Once you kill the toxic debt (wooo!) you basically get to start putting your overall financial plan into warp drive, investing and collecting assets for your family. Until then, you’re just bailing water out of your boat and plugging leaks. Saving and paying off debt, especially when you’re young (say, in your first year of marriage), can be thought of as two sides of the same coin. Here’s a simple rubric for thinking about how to prioritize debt payoff:
- Paying down a loan that has a 7.5% interest rate is just as good as investing your money at a 7.5% guaranteed return (…in today’s market, a no-brainer).
- Good stewards are not afraid to use debt, but only as a tool, and never to spend money that they don’t have.

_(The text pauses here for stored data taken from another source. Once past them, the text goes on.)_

//! ProcessTurnHandler - Runs one conversational turn against a stored form.

use std::sync::Arc;

use tracing::{debug, info};

use super::errors::FormCanceled;
use super::form_dialog::{EntityInput, FormDialog, TurnOutcome};
use crate::domain::form::{FormState, FormStateError};
use crate::domain::foundation::{ConversationId, FormData};
use crate::ports::{FormStateStore, FormStoreError, StoredForm};

/// Command carrying one inbound message.
#[derive(Debug, Clone)]
pub struct ProcessTurnCommand {
    pub conversation_id: ConversationId,
    pub text: Option<String>,
    /// Replies extracted elsewhere; only used when the form starts.
    pub entities: Vec<EntityInput>,
    /// Initial data; only used when the form starts.
    pub data: FormData,
}

impl ProcessTurnCommand {
    pub fn message(conversation_id: ConversationId, text: impl Into<String>) -> Self {
        Self {
            conversation_id,
            text: Some(text.into()),
            entities: Vec::new(),
            data: FormData::new(),
        }
    }
}

/// Result of a turn.
#[derive(Debug)]
pub enum ProcessTurnResult {
    /// The form was saved and waits for the next message.
    AwaitingInput { data: FormData },
    Completed { data: FormData },
    /// The user quit or the turn failed; nothing is stored any more.
    Canceled(FormCanceled),
}

/// Errors that prevent a turn from running.
#[derive(Debug, thiserror::Error)]
pub enum ProcessTurnError {
    #[error(transparent)]
    Store(#[from] FormStoreError),

    #[error("Stored form no longer fits: {0}")]
    State(#[from] FormStateError),
}

/// Handler for conversational turns.
pub struct ProcessTurnHandler {
    dialog: Arc<FormDialog>,
    store: Arc<dyn FormStateStore>,
}

impl ProcessTurnHandler {
    pub fn new(dialog: Arc<FormDialog>, store: Arc<dyn FormStateStore>) -> Self {
        Self { dialog, store }
    }

    pub async fn handle(
        &self,
        cmd: ProcessTurnCommand,
    ) -> Result<ProcessTurnResult, ProcessTurnError> {
        let id = cmd.conversation_id;
        let step_count = self.dialog.form().steps().len();

        // 1. Resume the stored form, or start a new one
        let (outcome, state) = if self.store.exists(id).await? {
            let stored = self.store.load(id).await?;
            stored.state.validate_for(step_count)?;
            debug!(conversation_id = %id, step = stored.state.step, "Resuming form");
            let mut state = stored.state;
            let outcome = self
                .dialog
                .message_received(stored.data, &mut state, cmd.text.as_deref())
                .await;
            (outcome, state)
        } else {
            info!(conversation_id = %id, "Starting new form");
            let mut state = FormState::new(step_count);
            let started = self.dialog.start(cmd.data, &mut state, &cmd.entities).await;
            let outcome = match started {
                Ok(TurnOutcome::AwaitingInput(data))
                    if !self.dialog.form().options().prompt_in_start =>
                {
                    self.dialog
                        .message_received(data, &mut state, cmd.text.as_deref())
                        .await
                }
                other => other,
            };
            (outcome, state)
        };

        // 2. Keep the form while it waits, drop it once it ends
        match outcome {
            Ok(TurnOutcome::AwaitingInput(data)) => {
                self.store
                    .save(id, &StoredForm::new(data.clone(), state))
                    .await?;
                Ok(ProcessTurnResult::AwaitingInput { data })
            }
            Ok(TurnOutcome::Completed(data)) => {
                self.store.delete(id).await?;
                info!(conversation_id = %id, "Form completed");
                Ok(ProcessTurnResult::Completed { data })
            }
            Err(canceled) => {
                self.store.delete(id).await?;
                info!(conversation_id = %id, quit = canceled.is_quit(), "Form canceled");
                Ok(ProcessTurnResult::Canceled(canceled))
            }
        }
    }
}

- If you have a set amount of your income allocated to savings and debt payoff, you can be flexible, taking advantage of good opportunities for one or the other.
- If the decision is a wash once you run the numbers, have a bias towards paying off debt.
For what it’s worth, I’ve got experience with good, bad and borderline-neutral debt. My wife and I repaid $230k of student loans, bought an expensive car on credit (dumb) and have flipped houses to our great profit using rather complicated mortgage loans. Stay with me for deeper dives on various types of debt, but first get your hands around the three principles above. Now get out your torch and start destroying that debt with Abrahamic fervor!